E per la salute e sicurezza?
La nostra proposta semplifica drasticamente il complesso Testo Unico che chiede agli imprenditori, senza distinguere tra uno studio professionale e una fonderia, faticosi adempimenti formali per cui il principale consulente e’ un leguleio che, invece di consigliare come prevenire il rischio per la salute dei lavoratori, consiglia come prevenire il rischio di responsabilità per il datore di lavoro. Anche qui ci si deve riorientare a poche norme inderogabili e a molta formazione, sorveglianza sanitaria, impiego di tecnologie evolute e sicure. Il tutto secondo linee guida, buone pratiche, norme tecniche che si evolvono rapidamente ed il cui rispetto può essere certificato dalle professioni esperte.

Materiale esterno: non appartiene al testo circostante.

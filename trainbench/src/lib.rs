#![doc = include_str!("../README.md")]

pub mod client;
pub mod error;
pub mod final_check;
pub mod ledger;
pub mod measurement;
pub mod phase;
pub mod scenario;
pub mod score;
pub mod tally;
#[doc(hidden)]
pub mod transaction;

pub use client::{DataProvider, Notifier, PaymentClient, SutClient};
pub use error::{BenchError, ClientError, Severity};
pub use ledger::{LedgerError, LedgerSnapshot, ReservationLedger};
pub use phase::{BenchReport, Harness, PhaseResult};

pub mod prelude {
    pub use crate::client::{DataProvider, Notifier, PaymentClient, SutClient};
    pub use crate::error::{BenchError, ClientError, Severity};
    pub use crate::phase::{BenchReport, Harness, PhaseResult};
    pub use trainbench_core::{PhaseConfig, PhaseKind, ScoreConfig};
}
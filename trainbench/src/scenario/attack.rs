use super::{assert, Journey, Stop};
use crate::client::{PaymentClient, SutClient};
use crate::error::{BenchError, ClientError};
use crate::transaction::{deadline_passed, step, StepError};
use futures_util::future::join_all;
use tracing::{debug, error};
use trainbench_core::{EndpointKind, SeatQuery, TrainSearchQuery, CAR_COUNT};

const ATTACK_ROUNDS: usize = 10;

/// Concurrent attempts to book seats that are already held.
const REBOOK_ATTEMPTS: usize = 10;

impl<C, P> Journey<C, P>
where
    C: SutClient + Send + Sync + 'static,
    P: PaymentClient + Send + Sync + 'static,
{
    /// Hammers the read-only search endpoints without booking anything.
    pub(crate) async fn attack_search(&self) -> Result<(), Stop> {
        for _ in 0..ATTACK_ROUNDS {
            if deadline_passed() {
                return Err(Stop::Deadline);
            }

            let (origin, destination) = self.data.section();
            let (adults, children) = self.data.passengers();
            let query = TrainSearchQuery {
                date: self.window.day(self.data.day_offset(self.window.days)),
                origin: origin.clone(),
                destination: destination.clone(),
                train_class: None,
                adults,
                children,
            };

            let trains = self
                .fetch(EndpointKind::SearchTrains, self.client.search_trains(&query))
                .await?;
            self.check(EndpointKind::SearchTrains, assert::trains(&query, &trains))
                .await?;

            let train = &trains[self.data.pick(trains.len())];
            let seat_query = SeatQuery {
                date: query.date,
                train_class: train.train_class,
                train_name: train.train_name.clone(),
                car_number: self.data.pick(CAR_COUNT as usize) as u8 + 1,
                origin,
                destination,
            };
            let seat_map = self
                .fetch(EndpointKind::ListSeats, self.client.list_seats(&seat_query))
                .await?;
            self.check(
                EndpointKind::ListSeats,
                assert::seat_map(&seat_query, &seat_map),
            )
            .await?;
        }

        Ok(())
    }

    /// Books some seats, then asks for the very same seats again from several concurrent
    /// requests. Every one of them must be refused.
    pub(crate) async fn attack_reserve_for_reserved(&self) -> Result<(), Stop> {
        let user = self.sign_up().await?;
        self.check_stations().await?;
        let Some(booking) = self.book(&user, None).await? else {
            return Ok(());
        };

        let kind = EndpointKind::Reserve;
        let attempts = (0..REBOOK_ATTEMPTS)
            .map(|_| step(kind, self.client.reserve(&booking.request)));

        let mut stop = None;
        for attempt in join_all(attempts).await {
            let res = match attempt {
                Ok(resp) => {
                    let err = BenchError::critical(format!(
                        "reservation {} was accepted for seats already held by reservation {}",
                        resp.reservation_id, booking.id
                    ));
                    Err(self.fail(kind, err).await)
                }
                Err(StepError::Client(err)) if refused(&err) => {
                    self.succeed(kind).await;
                    Ok(())
                }
                Err(StepError::Deadline) => Err(Stop::Deadline),
                Err(StepError::Client(err)) => {
                    Err(self.fail(kind, BenchError::from_client(kind, err)).await)
                }
            };
            if let Err(res) = res {
                stop.get_or_insert(res);
            }
        }

        stop.map_or(Ok(()), Err)
    }

    /// Books as one user, then signs in as another and tries to cancel that booking.
    pub(crate) async fn attack_reserve_for_other_reservation(&self) -> Result<(), Stop> {
        let owner = self.sign_up().await?;
        let Some(booking) = self.book(&owner, None).await? else {
            return Ok(());
        };
        self.call(EndpointKind::Logout, self.client.logout())
            .await?;
        self.sign_up().await?;

        let kind = EndpointKind::CancelReservation;
        match step(kind, self.client.cancel_reservation(booking.id)).await {
            Ok(()) => {
                // The service no longer holds it either.
                if let Err(err) = self.ledger.cancel(booking.id) {
                    error!("Could not drop reservation {}: {err}", booking.id);
                }
                let err = BenchError::critical(format!(
                    "reservation {} of {} was cancelled by another user",
                    booking.id, owner.email
                ));
                Err(self.fail(kind, err).await)
            }
            Err(StepError::Client(err)) if refused(&err) => {
                debug!("Cancellation by a stranger was refused: {err}");
                self.succeed(kind).await;
                Ok(())
            }
            Err(StepError::Deadline) => Err(Stop::Deadline),
            Err(StepError::Client(err)) => {
                Err(self.fail(kind, BenchError::from_client(kind, err)).await)
            }
        }
    }
}

/// Any 4xx answer counts as the service turning the request away.
fn refused(err: &ClientError) -> bool {
    err.status().is_some_and(|status| (400..500).contains(&status))
}
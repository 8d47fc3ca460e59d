use thiserror::Error;

#[derive(Debug, Error)]
pub enum RuntimeError {
    #[error("Invalid service address: {0}")]
    InvalidUrl(#[from] url::ParseError),

    #[error("Could not build HTTP client: {0}")]
    Client(#[from] reqwest::Error),

    #[error("Could not write benchmark result: {0}")]
    Output(#[from] serde_json::Error),
}
use rand::seq::IteratorRandom;
use rand::Rng;
use trainbench::DataProvider;
use trainbench_core::fare::{SeatClass, TrainClass};
use trainbench_core::topology;
use trainbench_core::{CardInformation, User};

/// Random users and bookings.
///
/// Sections only use stations every train class stops at, so any search has candidates.
#[derive(Debug, Default, Clone, Copy)]
pub struct RandomData;

impl DataProvider for RandomData {
    fn user(&self) -> User {
        let id = uuid::Uuid::new_v4().simple();
        User::new(&format!("{id}@example.com"), &format!("pw-{id}"))
    }

    fn section(&self) -> (String, String) {
        let mut rng = rand::thread_rng();
        let mut stations = topology::express_stops().choose_multiple(&mut rng, 2);
        if rng.gen_bool(0.5) {
            stations.reverse();
        }
        match stations.as_slice() {
            [from, to] => (from.name.to_string(), to.name.to_string()),
            _ => ("Tokyo".to_string(), "Osaka".to_string()),
        }
    }

    fn train_class(&self) -> TrainClass {
        TrainClass::ALL[self.pick(TrainClass::ALL.len())]
    }

    fn seat_class(&self) -> SeatClass {
        SeatClass::ALL[self.pick(SeatClass::ALL.len())]
    }

    fn passengers(&self) -> (u32, u32) {
        let mut rng = rand::thread_rng();
        (rng.gen_range(1..=3), rng.gen_range(0..=2))
    }

    fn day_offset(&self, days: u16) -> u16 {
        rand::thread_rng().gen_range(0..days.max(1))
    }

    fn card(&self) -> CardInformation {
        let mut rng = rand::thread_rng();
        let digits = |n: usize, rng: &mut rand::rngs::ThreadRng| -> String {
            (0..n).map(|_| char::from(b'0' + rng.gen_range(0..10))).collect()
        };
        CardInformation {
            card_number: digits(16, &mut rng),
            cvv: digits(3, &mut rng),
            expiry_date: format!("{:02}/{}", rng.gen_range(1..=12), rng.gen_range(25..=35)),
        }
    }

    fn pick(&self, len: usize) -> usize {
        rand::thread_rng().gen_range(0..len.max(1))
    }
}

Quindi altre leggi del lavoro nonostante il recente jobs act?
Il Jobs Act doveva superare l’art.18 e con esso il rischio per il datore di lavoro di essere obbligato a reintegrare in azienda il lavoratore licenziato con il quale si è spezzato il rapporto di fiducia. All’ultimo momento è invece saltata la norma, che avevo personalmente convenuto con il governo, secondo cui l’imprenditore avrebbe sempre potuto convertire la condanna alla reintegrazione con un adeguato indennizzo proporzionato alla durata del rapporto di lavoro. In compenso si e’ ulteriormente irrigidita la separazione tra lavoro dipendente e lavoro indipendente mentre la realtà induce ad una confusione crescente tra le due modalità di prestazione. Quanto agli incentivi poi, essi sembrano avere prodotto risultati sproporzionati all’entità della spesa e comunque reversibili. Il costo indiretto del lavoro deve diminuire strutturalmente.
Quando potranno essere esaminati i due ddl?
Non certo in questa legislatura perché nella sinistra prevale ancora la vecchia impostazione che mantiene rattrappito il nostro mercato del lavoro. Abbiamo presentato queste due proposte con l’intenzione di aprire un dibattito culturale nella società prima ancora che nel Parlamento. Per mia parte, spero possano concorrere a rifondare la cultura politica liberalpopolare dopo tanto disorientamento. Dobbiamo impedire che la rivoluzione tecnologica polarizzi le competenze e i maggiori redditi su una minoranza mentre i più sarebbero condannati all’esclusione e….al reddito di cittadinanza. Possiamo ancora una volta dimostrare che l’uomo produce strumenti potenzialmente votati al suo progresso se sappiamo gestire il cambiamento.